Quando Mendonça quis registrar seu “profundo respeito” à comunidade negra do Brasil, ele disse que nós somos “um só povo, uma só raça, uma só nação”. Diante dessa afirmação, Cármen Lúcia respondeu ao colega novamente.
“Só para dizer, ministro André, como uma das iguais brasileiras de um só povo, que nós, mulheres, os negros, os indígenas, os deficientes, entre tantos outros, somos parte deste povo, que não é um só. A Constituição garante igualdade na forma, mas é uma construção permanente. Pode ter certeza que quando eu digo que a gente sofre discriminação, é um sofrimento na nossa dignidade. Somos mesmo um povo com muitas desigualdades”, disse a ministra.
"Sentou em cima da vista por dois anos e ainda se acha no direito de ditar regra"
Em abril de 2021, Gilmar Mendes e Luís Roberto Barroso tiveram um grande bate boca ao final de um julgamento, levando Luiz Fux, que era o presidente da Corte na época, a encerrar a sessão quando a situação saiu do controle.
A confusão começou após Gilmar defender que a Segunda Turma teria competência para julgar a suspeição de Moro. Barroso defendia que a decisão fosse tomada por todo o plenário.
"O conflito não foi entre a turma e o plenário, foi entre o relator e a turma. A fórmula processual é: se os dois órgãos têm o mesmo nível hierárquico, um não pode atropelar o outro", disse o ministro.

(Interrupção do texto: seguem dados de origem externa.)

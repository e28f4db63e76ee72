//! S3 - content drift: a file that changed locally while the daemon wasn't
//! watching gets re-uploaded in full during startup reconciliation.

mod common;

use piledriver::checksum;
use piledriver::config::RootConfig;
use piledriver::reconcile;
use piledriver::remote::RemoteStore;

#[test]
fn locally_drifted_file_is_reuploaded() {
    let fx = common::fixture();
    std::fs::write(fx.local_dir.path().join("x.txt"), b"v2").unwrap();

    let machine_root = reconcile::ensure_machine_root(&fx.store, "test-host").unwrap();
    let root_id = fx.store.create_folder("R", Some(&machine_root)).unwrap();

    // Plant a same-named, wrong-content file on the remote by uploading it
    // under a throwaway name and renaming it into place, the way a prior
    // run's stale upload would have landed there.
    let stale = fx.local_dir.path().join(".stale");
    std::fs::write(&stale, b"v1").unwrap();
    let stale = common::utf8(stale);
    fx.store.create_file(&stale, &root_id, &checksum::hash_bytes(b"v1")).unwrap();
    let listing = fx.store.list_all().unwrap();
    let stale_id = listing.iter().find(|o| o.name == ".stale").unwrap().id.clone();
    fx.store.rename(&stale_id, &root_id, &root_id, "x.txt").unwrap();

    let cfg = RootConfig { local: common::utf8(fx.local_dir.path().to_owned()), remote: "R".to_string(), recursive: true };
    let tree = reconcile::reconcile_root(&cfg, &machine_root, &fx.store).unwrap();

    let x = tree.find_path(&fx.local_path("x.txt")).unwrap();
    assert_eq!(tree.checksum(x), checksum::hash_bytes(b"v2"));

    let listing = fx.store.list_all().unwrap();
    let remote_x = listing.iter().find(|o| o.name == "x.txt").unwrap();
    assert_eq!(remote_x.app_properties.md5sum.as_deref(), Some(checksum::hash_bytes(b"v2").as_str()));
}
//! The debouncer and applier: the two tasks downstream of the
//! watch-classify stage that turn a (possibly noisy) event stream into
//! remote-store calls.
//!
//! Three long-lived tasks per configured root (W, D, A per the concurrency
//! model) touch the AFS: the classifier publishes a mutation before
//! publishing its event; the applier reads and updates `remote_id` /
//! `checksum` after its own remote call returns. Both sides share one
//! [`Tree`] behind an async mutex, since they run as separate `tokio` tasks
//! rather than within a single borrow scope the way the startup reconciler
//! does.

use std::sync::Arc;
use std::time::Duration;

use camino::Utf8PathBuf;
use rustc_hash::FxHashMap;
use tokio::sync::{Mutex, mpsc};
use tokio::time::Instant;
use tracing::{debug, warn, Instrument};

use crate::afs::Tree;
use crate::checksum;
use crate::remote::{RemoteError, RemoteStore};
use crate::watch::{Event, EventCategory};

pub const DEFAULT_THRESHOLD: Duration = Duration::from_millis(500);

/// Drops duplicate events within a time window per `(category, path)`.
pub struct Debouncer {
    threshold: Duration,
    last_forwarded: FxHashMap<(EventCategory, Utf8PathBuf), Instant>,
}

impl Debouncer {
    pub fn new() -> Self {
        Self::with_threshold(DEFAULT_THRESHOLD)
    }

    pub fn with_threshold(threshold: Duration) -> Self {
        Self { threshold, last_forwarded: FxHashMap::default() }
    }

    /// Whether `event` should be forwarded. Side-effecting: records the
    /// forward so the next event of the same key measures against it.
    pub fn should_forward(&mut self, event: &Event) -> bool {
        let key = (event.category, event.path.clone());
        let forward = match self.last_forwarded.get(&key) {
            Some(&last) => event.timestamp.saturating_duration_since(last) > self.threshold,
            None => true,
        };
        if forward {
            self.last_forwarded.insert(key, event.timestamp);
        }
        forward
    }

    /// Drive the debouncer as a standalone task between the classifier's
    /// channel and the applier's.
    pub async fn run(mut self, mut rx: mpsc::Receiver<Event>, tx: mpsc::Sender<Event>) {
        while let Some(event) = rx.recv().await {
            if self.should_forward(&event) && tx.send(event).await.is_err() {
                break;
            }
        }
    }
}

impl Default for Debouncer {
    fn default() -> Self {
        Self::new()
    }
}

/// Single consumer of the debounced channel; the only task, besides the
/// classifier, allowed to mutate the shared [`Tree`].
pub struct Applier {
    store: Arc<dyn RemoteStore>,
    tree: Arc<Mutex<Tree>>,
}

impl Applier {
    pub fn new(store: Arc<dyn RemoteStore>, tree: Arc<Mutex<Tree>>) -> Self {
        Self { store, tree }
    }

    pub async fn run(self, mut rx: mpsc::Receiver<Event>) {
        while let Some(event) = rx.recv().await {
            let path = event.path.clone();
            let category = event.category;
            self.apply(event)
                .instrument(tracing::info_span!("apply", ?category, %path))
                .await;
        }
    }

    /// Apply a single already-debounced event. Exposed (rather than kept
    /// private to [`Applier::run`]) so integration tests can drive one event
    /// at a time without standing up the full channel plumbing.
    pub async fn apply(&self, event: Event) {
        match event.category {
            EventCategory::FileCreated | EventCategory::DirectoryCreated => {
                self.apply_create(event).await
            }
            EventCategory::FileDeleted | EventCategory::DirectoryDeleted => {
                self.apply_delete(event).await
            }
            EventCategory::FileRenamed | EventCategory::DirectoryRenamed => {
                self.apply_rename(event).await
            }
            EventCategory::FileWritten => self.apply_write(event).await,
        }
    }

    /// Looks up the remote ID of `path`'s parent directory in the AFS.
    /// Failure here is `classify_miss`-flavored: logical, not transient.
    async fn resolve_parent_id(&self, path: &camino::Utf8Path) -> Option<String> {
        let parent = path.parent()?;
        let tree = self.tree.lock().await;
        tree.find_path(parent).map(|id| tree.remote_id(id).to_string())
    }

    async fn apply_create(&self, event: Event) {
        let is_dir = matches!(event.category, EventCategory::DirectoryCreated);
        let Some(parent_id) = self.resolve_parent_id(&event.path).await else {
            warn!(path = %event.path, "parent not tracked in AFS, abandoning create");
            return;
        };
        let Some(name) = event.path.file_name().map(str::to_owned) else {
            warn!(path = %event.path, "create event for a path with no file name, abandoning");
            return;
        };

        let md5sum = if is_dir {
            String::new()
        } else {
            let path = event.path.clone();
            match tokio::task::spawn_blocking(move || checksum::hash_file(path.as_std_path()))
                .await
                .expect("checksum task panicked")
            {
                Ok(sum) => sum,
                Err(e) => {
                    warn!(path = %event.path, error = %e, "local_io: couldn't read file to upload, abandoning event");
                    return;
                }
            }
        };

        let new_id = loop {
            let store = self.store.clone();
            let parent_id = parent_id.clone();
            let outcome = if is_dir {
                let name = name.clone();
                tokio::task::spawn_blocking(move || store.create_folder(&name, Some(&parent_id)))
                    .await
                    .expect("applier blocking task panicked")
            } else {
                let path = event.path.clone();
                let md5sum = md5sum.clone();
                tokio::task::spawn_blocking(move || store.create_file(&path, &parent_id, &md5sum))
                    .await
                    .expect("applier blocking task panicked")
            };
            match outcome {
                Ok(id) => break id,
                Err(RemoteError::Transient(msg)) => {
                    warn!(path = %event.path, error = %msg, "transient remote failure, retrying in 1s");
                    tokio::time::sleep(Duration::from_secs(1)).await;
                }
                Err(e) => {
                    warn!(path = %event.path, error = %e, "remote rejected create, abandoning event");
                    return;
                }
            }
        };

        if let Err(e) = self.tree.lock().await.attach_id(&event.path, new_id) {
            warn!(path = %event.path, error = %e, "couldn't attach new remote id onto AFS node");
        }
    }

    async fn apply_delete(&self, event: Event) {
        let Some(id) = event.doomed_remote_id.clone() else {
            warn!(path = %event.path, "delete event carried no remote id, abandoning");
            return;
        };
        loop {
            let store = self.store.clone();
            let id2 = id.clone();
            match tokio::task::spawn_blocking(move || store.delete(&id2))
                .await
                .expect("applier blocking task panicked")
            {
                Ok(()) => break,
                Err(RemoteError::NotFound(_)) => {
                    debug!(path = %event.path, "remote object already gone, treating delete as done");
                    break;
                }
                Err(RemoteError::Transient(msg)) => {
                    warn!(path = %event.path, error = %msg, "transient remote failure, retrying in 1s");
                    tokio::time::sleep(Duration::from_secs(1)).await;
                }
                Err(e) => {
                    warn!(path = %event.path, error = %e, "remote rejected delete, abandoning event");
                    return;
                }
            }
        }
    }

    async fn apply_rename(&self, event: Event) {
        let Some(old_path) = event.old_path.clone() else {
            warn!(path = %event.path, "rename event carried no old_path, abandoning");
            return;
        };
        let Some(new_name) = event.path.file_name().map(str::to_owned) else {
            warn!(path = %event.path, "rename destination has no file name, abandoning");
            return;
        };

        let (id, old_parent_id, new_parent_id) = {
            let tree = self.tree.lock().await;
            let Some(node) = tree.find_path(&event.path) else {
                warn!(path = %event.path, "renamed node missing from AFS, abandoning");
                return;
            };
            let id = tree.remote_id(node).to_string();
            let Some(old_parent_id) = old_path
                .parent()
                .and_then(|p| tree.find_path(p))
                .map(|id| tree.remote_id(id).to_string())
            else {
                warn!(path = %event.path, "rename source's old parent not tracked, abandoning");
                return;
            };
            let Some(new_parent_id) = event
                .path
                .parent()
                .and_then(|p| tree.find_path(p))
                .map(|id| tree.remote_id(id).to_string())
            else {
                warn!(path = %event.path, "rename destination's parent not tracked, abandoning");
                return;
            };
            (id, old_parent_id, new_parent_id)
        };

        loop {
            let store = self.store.clone();
            let id = id.clone();
            let old_parent_id = old_parent_id.clone();
            let new_parent_id = new_parent_id.clone();
            let new_name = new_name.clone();
            let outcome = tokio::task::spawn_blocking(move || {
                store.rename(&id, &old_parent_id, &new_parent_id, &new_name)
            })
            .await
            .expect("applier blocking task panicked");
            match outcome {
                Ok(()) => break,
                Err(RemoteError::Transient(msg)) => {
                    warn!(path = %event.path, error = %msg, "transient remote failure, retrying in 1s");
                    tokio::time::sleep(Duration::from_secs(1)).await;
                }
                Err(e) => {
                    warn!(path = %event.path, error = %e, "remote rejected rename, abandoning event");
                    return;
                }
            }
        }
    }

    async fn apply_write(&self, event: Event) {
        let id = {
            let tree = self.tree.lock().await;
            match tree.find_path(&event.path) {
                Some(node) => tree.remote_id(node).to_string(),
                None => {
                    warn!(path = %event.path, "write event for a path missing from the AFS, abandoning");
                    return;
                }
            }
        };

        let new_sum = loop {
            let store = self.store.clone();
            let id = id.clone();
            let path = event.path.clone();
            let outcome = tokio::task::spawn_blocking(move || store.update_file(&path, &id))
                .await
                .expect("applier blocking task panicked");
            match outcome {
                Ok(result) => break result.md5sum,
                Err(RemoteError::Transient(msg)) => {
                    warn!(path = %event.path, error = %msg, "transient remote failure, retrying in 1s");
                    tokio::time::sleep(Duration::from_secs(1)).await;
                }
                Err(e) => {
                    warn!(path = %event.path, error = %e, "remote rejected update, abandoning event");
                    return;
                }
            }
        };

        if let Err(e) = self.tree.lock().await.set_checksum(&event.path, new_sum) {
            warn!(path = %event.path, error = %e, "couldn't record refreshed checksum onto AFS node");
        }
    }
}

Gilmar criticou o colega dizendo que “também eu quero aprender essa fórmula processual. Talvez isso exista no código do Russo", numa referência ao apelido de Moro na força-tarefa da Lava Jato.
Em resposta, Barroso disse que "isso existe no Código do bom senso, o respeito aos outros. Se um colega acha uma coisa e outro acha outra, é um terceiro que tem que decidir".
Barroso lembrou que foi o próprio Gilmar quem pediu vista nos autos da suspeição do ex-juiz em 2018, e só devolveu o processo quando Fachin anulou os atos de Moro na Lava Operação Jato e reconheceu a incompetência da 13ª Vara Federal de Curitiba para julgar Lula.
"Vossa Excelência sentou em cima da vista por dois anos e ainda se acha no direito de ditar regra para os outros", criticou Barroso. Ao fundo, Gilmar disse: "o moralismo!" e "é a pátria da imoralidade".
Barroso, então, continuou afirmando que "não tem moralismo nenhum” e acusando Gilmar Mendes de hipocrisia.
“Vossa Excelência cobra dos outros o que não faz. Fica criticando o ministro Fachin depois de ter levado dois anos com o processo embaixo do braço. Esperou a aposentadoria do ministro Celso, manipulou a jurisdição. Ora, depois vai e acha que pode ditar regra para os outros". Em resposta, Gilmar dizia apenas que "Vossa Excelência perdeu".
Nesse momento, Fux tentou intervir, mas a situação não melhorou e ele decidiu encerrar o julgamento. "Me perdoem, não gosto de cassar a palavra de ninguém, não gosto de cassar as palavras dos colegas, mas está encerrada a sessão", declarou o presidente da Corte, cortando o microfone dos ministros.